We turn first to Mrs. Sitton’s compelling argument that the Texas law of coverture, in force when the contract with the Government was made, is a complete defense to recovery on the note as against her. Recently this Court has held that Federal law is to be applied to the question of whether a deficiency judgment should be granted the United States for balances due following foreclosure of mortgages on properties sold to non-veterans under the Vendee Account Loan program of the Administrator of Veterans Affairs. United States v. Wells, 5th Cir. 1968, 403 F.2d 596. In Wells, we stated that Federal law had been applied by the courts with respect to the Veterans Loan Guaranty program. 403 F.2d at 598. While this is generally the case, where, as here, the question involves a state law in the “peculiarly state province of family or family-property arrangements,” the peculiarly local jurisdiction of the states should not be invaded. United States v. Yazell, 382 U.S. 341, 353, 86 S.Ct. 500, 507, 15 L.Ed.2d 404.

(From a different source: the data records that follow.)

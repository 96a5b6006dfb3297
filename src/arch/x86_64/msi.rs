// SPDX-License-Identifier: JOSSL-1.0
// Copyright (C) 2025 The Jotunheim Project
//! MSI vector blocks, carved from the space above the IOAPIC windows.

use spin::Mutex;

use crate::arch::x86_64::ioapic::IoApicSet;
use crate::irq::VectorMap;
use crate::platform::{IntrHandler, KernelServices};

pub const MSI_ADDR_BASE: u64 = 0xFEE0_0000;
const MSI_ADDR_DEST_SHIFT: u32 = 12;

/// What a device writes to raise one interrupt.
#[derive(Debug, Clone, Copy, Default, PartialEq, Eq)]
pub struct MsiMessage {
    pub addr: u64,
    pub data: u32,
}

/// Allocate `msgs.len()` contiguous, naturally aligned vectors, hook them and
/// fill in the device messages. Returns the first logical IRQ.
///
/// `distribute` spreads the messages round-robin starting at `cpu_hint`;
/// otherwise all of them target `cpu_hint`.
#[allow(clippy::too_many_arguments)]
pub fn msi_irq_alloc<P: KernelServices + ?Sized>(
    p: &P,
    vectors: &Mutex<VectorMap>,
    ioapics: &IoApicSet,
    apic_ids: &[u32],
    msgs: &mut [MsiMessage],
    cpu_hint: usize,
    distribute: bool,
    handler: IntrHandler,
) -> Option<u8> {
    let count = msgs.len();
    if count == 0 || !ioapics.has_msi_window() || apic_ids.is_empty() {
        return None;
    }
    let cpu = if cpu_hint < apic_ids.len() { cpu_hint } else { 0 };
    let log2 = count.checked_next_power_of_two()?.trailing_zeros();

    let base_intr = ioapics.msi_base_intr();
    let vector = {
        let mut map = vectors.lock();
        let vector = map.alloc_aligned_from(log2, base_intr as usize);
        let Some(vector) = vector else {
            log::warn!(target: "msi", "no block of {} vectors left", 1usize << log2);
            return None;
        };
        let irq = (vector - base_intr as usize)
            .checked_add(ioapics.msi_base_irq() as usize)
            .filter(|irq| irq + count <= 0x100);
        if irq.is_none() {
            map.free(vector, 1 << log2);
            log::warn!(target: "msi", "vector {:#x} has no logical IRQ", vector);
            return None;
        }
        vector
    };

    for (i, msg) in msgs.iter_mut().enumerate() {
        let target = if distribute { (cpu + i) % apic_ids.len() } else { cpu };
        let apic_id = (apic_ids[target] & 0xFF) as u64;
        let intr = (vector + i) as u8;
        *msg = MsiMessage { addr: MSI_ADDR_BASE | apic_id << MSI_ADDR_DEST_SHIFT, data: intr as u32 };
        p.hook_intr(intr, handler);
    }
    let irq = (vector - base_intr as usize + ioapics.msi_base_irq() as usize) as u8;
    log::debug!(target: "msi", "{} vectors at {:#x}, IRQ {}", count, vector, irq);
    Some(irq)
}
use std::path::Path;

use crate::error::Result;
use crate::input::load_mutations;
use crate::model::records::MutationRecord;
use crate::model::wide::{WideRow, WideTable};

/// Long form to wide form: one row per position, one cell per code.
///
/// Codes outside A/C/G/T are kept as extra cells. Absent combinations stay
/// `None`; duplicates (not expected after normalization) are summed.
pub fn pivot_frequencies(records: &[MutationRecord]) -> WideTable {
    let mut table = WideTable::default();
    for record in records {
        table
            .rows
            .entry(record.pos)
            .or_insert_with(WideRow::default)
            .add(record.mutation, record.freq);
    }
    table
}

/// Loads, normalizes and pivots one mutation-frequency file.
pub fn load_wide_table(path: &Path) -> Result<WideTable> {
    let table = load_mutations(path)?;
    Ok(pivot_frequencies(&table.records))
}

#[cfg(test)]
#[path = "../../tests/src_inline/pipeline/stage2_pivot.rs"]
mod tests;
use std::path::{Path, PathBuf};

use crate::error::Result;
use crate::input::list_training_files;
use crate::model::population::PopulationMatrix;
use crate::model::thresholds::ThresholdProfile;
use crate::model::wide::{WideRow, WideTable};
use crate::pipeline::stage2_pivot::load_wide_table;

#[derive(Debug)]
pub struct Stage3Output {
    pub matrix: PopulationMatrix,
    pub n_positions_joined: usize,
}

/// Builds the training population from every `*.csv` in `training_dir`.
pub fn run_stage3(
    training_dir: &Path,
    exclude: Option<&Path>,
    thresholds: &ThresholdProfile,
) -> Result<Stage3Output> {
    let files = list_training_files(training_dir, exclude)?;
    let mut tables = Vec::with_capacity(files.len());
    for (idx, path) in files.iter().enumerate() {
        let table = load_wide_table(path)?;
        tracing::info!(
            "training file {}: {} ({} positions)",
            idx,
            path.display(),
            table.len()
        );
        tables.push(table);
    }

    let joined = join_population(files, tables);
    let n_positions_joined = joined.n_positions();
    let matrix = drop_sparse_positions(joined, thresholds.min_population_cells);
    tracing::info!(
        "population matrix: {} files, {} columns, {} of {} positions with at least {} values",
        matrix.n_files(),
        matrix.n_columns(),
        matrix.n_positions(),
        n_positions_joined,
        thresholds.min_population_cells
    );

    Ok(Stage3Output {
        matrix,
        n_positions_joined,
    })
}

/// Full outer join of the per-file tables on position. `tables[i]` becomes
/// the `_i` columns.
pub fn join_population(files: Vec<PathBuf>, tables: Vec<WideTable>) -> PopulationMatrix {
    let n_files = tables.len();
    let mut matrix = PopulationMatrix {
        files,
        ..PopulationMatrix::default()
    };
    for (file_idx, table) in tables.into_iter().enumerate() {
        for (pos, row) in table.rows {
            let cells = matrix
                .rows
                .entry(pos)
                .or_insert_with(|| vec![WideRow::default(); n_files]);
            cells[file_idx] = row;
        }
    }
    matrix
}

/// Keeps positions with at least `min_cells` non-missing values over all
/// columns of the joined table.
pub fn drop_sparse_positions(mut matrix: PopulationMatrix, min_cells: usize) -> PopulationMatrix {
    matrix
        .rows
        .retain(|_, cells| PopulationMatrix::present_cells(cells) >= min_cells);
    matrix
}

#[cfg(test)]
#[path = "../../tests/src_inline/pipeline/stage3_population.rs"]
mod tests;
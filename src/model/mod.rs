pub mod nucleotide;
pub mod population;
pub mod records;
pub mod reference;
pub mod thresholds;
pub mod wide;

#[cfg(test)]
#[path = "../../tests/src_inline/model/tests.rs"]
mod tests;
use std::collections::BTreeMap;

use crate::model::nucleotide::Nucleotide;

#[derive(Debug, Clone, Copy, Default, PartialEq)]
pub struct ChannelStats {
    pub mean: Option<f64>,
    pub std: Option<f64>,
}

/// Per-channel population statistics at one position.
#[derive(Debug, Clone, Copy, Default, PartialEq)]
pub struct ReferenceSite {
    pub channels: [ChannelStats; 4],
}

impl ReferenceSite {
    pub fn get(&self, nt: Nucleotide) -> ChannelStats {
        self.channels[nt.index()]
    }

    pub fn means(&self) -> impl Iterator<Item = Option<f64>> + '_ {
        self.channels.iter().map(|c| c.mean)
    }

    pub fn stds(&self) -> impl Iterator<Item = Option<f64>> + '_ {
        self.channels.iter().map(|c| c.std)
    }
}

/// Variable sites learned from the training population. Built once per run
/// and only read afterwards.
#[derive(Debug, Clone, Default, PartialEq)]
pub struct ReferenceTable {
    pub sites: BTreeMap<i64, ReferenceSite>,
}

impl ReferenceTable {
    pub fn len(&self) -> usize {
        self.sites.len()
    }

    pub fn contains(&self, pos: i64) -> bool {
        self.sites.contains_key(&pos)
    }

    pub fn get(&self, pos: i64) -> Option<&ReferenceSite> {
        self.sites.get(&pos)
    }
}
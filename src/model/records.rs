/// One normalized row of a mutation-frequency table.
///
/// `extra` is aligned with [`MutationTable::extra_columns`].
#[derive(Debug, Clone, PartialEq)]
pub struct MutationRecord {
    pub pos: i64,
    pub mutation: char,
    pub freq: f64,
    pub extra: Vec<f64>,
}

#[derive(Debug, Clone, Default, PartialEq)]
pub struct MutationTable {
    pub extra_columns: Vec<String>,
    pub records: Vec<MutationRecord>,
}
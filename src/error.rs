use std::path::{Path, PathBuf};

#[derive(Debug, thiserror::Error)]
pub enum RunControlError {
    #[error("malformed mutation field in {} (line {line}): `mut` is empty", .path.display())]
    MalformedMutationField { path: PathBuf, line: u64 },

    #[error("malformed record in {} (line {line}): {msg}", .path.display())]
    MalformedRecord {
        path: PathBuf,
        line: u64,
        msg: String,
    },

    #[error("missing column `{column}` in {}", .path.display())]
    MissingColumn { path: PathBuf, column: &'static str },

    #[error("no *.csv files found in training directory {}", .0.display())]
    EmptyTrainingSet(PathBuf),

    #[error("the training directory {} does not exist", .0.display())]
    MissingTrainingDirectory(PathBuf),

    #[error("empty reference set: {0}")]
    EmptyReferenceSet(String),

    #[error("IO error on {}: {source}", .path.display())]
    FileIo {
        path: PathBuf,
        #[source]
        source: std::io::Error,
    },

    #[error("CSV error: {0}")]
    Csv(#[from] csv::Error),
}

impl RunControlError {
    pub fn io(path: &Path, source: std::io::Error) -> Self {
        RunControlError::FileIo {
            path: path.to_path_buf(),
            source,
        }
    }
}

pub type Result<T> = std::result::Result<T, RunControlError>;
use std::collections::BTreeSet;
use std::path::Path;

use serde::Serialize;

use crate::error::{Result, RunControlError};
use crate::model::nucleotide::Nucleotide;
use crate::model::reference::ReferenceTable;
use crate::model::thresholds::ThresholdProfile;
use crate::model::wide::{WideRow, WideTable};
use crate::pipeline::stage2_pivot::load_wide_table;

#[derive(Debug, Clone, Copy, PartialEq, Serialize)]
pub struct SampleScore {
    pub score: f64,
    pub valid_sample_points: usize,
    pub training_points: usize,
}

#[derive(Debug)]
pub struct Stage5Output {
    pub score: SampleScore,
    /// The sample cut down to the reference positions it covers.
    pub sample: WideTable,
    /// Reference positions present in the sample that passed the band check.
    pub passing: BTreeSet<i64>,
}

impl Stage5Output {
    /// `Some(true|false)` for reference positions present in the sample.
    pub fn pass_state(&self, pos: i64) -> Option<bool> {
        self.sample.get(pos)?;
        Some(self.passing.contains(&pos))
    }
}

/// Scores the sample file at `path` against the reference sites.
pub fn run_stage5(
    path: &Path,
    reference: &ReferenceTable,
    thresholds: &ThresholdProfile,
) -> Result<Stage5Output> {
    let sample = load_wide_table(path)?;
    tracing::info!("sample {}: {} positions", path.display(), sample.len());
    score_sample(sample, reference, thresholds)
}

/// Fraction of the sample's reference positions whose frequencies stay
/// strictly inside the band on every channel.
pub fn score_sample(
    sample: WideTable,
    reference: &ReferenceTable,
    thresholds: &ThresholdProfile,
) -> Result<Stage5Output> {
    let restricted = sample.restrict_to(|pos| reference.contains(pos));
    let training_points = restricted.len();
    if training_points == 0 {
        return Err(RunControlError::EmptyReferenceSet(format!(
            "sample shares none of the {} reference positions",
            reference.len()
        )));
    }

    let passing: BTreeSet<i64> = restricted
        .rows
        .iter()
        .filter(|(_, row)| row_in_band(row, thresholds))
        .map(|(pos, _)| *pos)
        .collect();
    let valid_sample_points = passing.len();
    let score = valid_sample_points as f64 / training_points as f64;

    tracing::info!(
        "{} of {} reference positions in band, score {:.6}",
        valid_sample_points,
        training_points,
        score
    );

    Ok(Stage5Output {
        score: SampleScore {
            score,
            valid_sample_points,
            training_points,
        },
        sample: restricted,
        passing,
    })
}

pub fn row_in_band(row: &WideRow, thresholds: &ThresholdProfile) -> bool {
    Nucleotide::ALL
        .iter()
        .all(|nt| channel_in_band(row.get(*nt), thresholds))
}

/// Strictly inside `(mean_min, mean_max)`, or missing.
pub fn channel_in_band(value: Option<f64>, thresholds: &ThresholdProfile) -> bool {
    match value {
        None => true,
        Some(v) => v > thresholds.mean_min && v < thresholds.mean_max,
    }
}

#[cfg(test)]
#[path = "../../tests/src_inline/pipeline/stage5_score.rs"]
mod tests;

The Government relies in part on United States v. Helz, 6th Cir. 1963, 314 F.2d 301, to support its contention that the Texas law of coverture should not bar recovery against Mrs. Sitton. In United States v. Yazell, 5th Cir. 1964, 334 F.2d 454, this Court specifically rejected the reasoning of the Helz opinion as completely unfounded and without authority. In affirming our decision, United States v. Yazell, supra, the Supreme Court stated:

“Both theory and the precedents of this Court teach us solicitude for state interests, particularly in the field of family and family-property arrangements. They should be overridden by the federal courts only where clear and substantial interests of the National Government, which cannot be served consistently with respect for such state interests, will suffer major damage if the state law is applied.
“Each state has its complex of family and family-property arrangements. There is presented in this case no reason for breaching them. We have no federal law relating to the protection of the separate property of married women. We should not here invent one and impose it upon the States, despite our personal distaste for cover-ture provisions such as those involved in this case. Nor should we establish a principle which might cast doubt upon the effectiveness in relevant types of federal suits of the laws of 11 other States relating to the contractual positions of married women, which, as the Government’s brief warns us would be affected by our decision in the present case. Clearly, in the case of these SBA loans there is no “federal interest” which justifies invading the peculiarly local jurisdiction of these States, in disregard of their laws, and of the subtleties reflected by the differences in the laws of the various States which generally reflect important and carefully evolved state arrangements designed to serve multiple purposes.
“The decisions of this Court do not compel or embrace the result sought by the Government. None of the cases in which this Court has devised and applied a federal principle of law superseding state law involved an issue arising from an individually negotiated contract. None of these cases permitted federal imposition and enforcement of liability on a person who, according to state law, was not competent to contract. None of these cases overrode state law in the peculiarly state province of family or family-property arrangements.” 382 U.S. 352-353, 86 S.Ct. 507.

The Veterans Loan Guaranty program will not suffer major damage if the Texas law of coverture is applied in this case.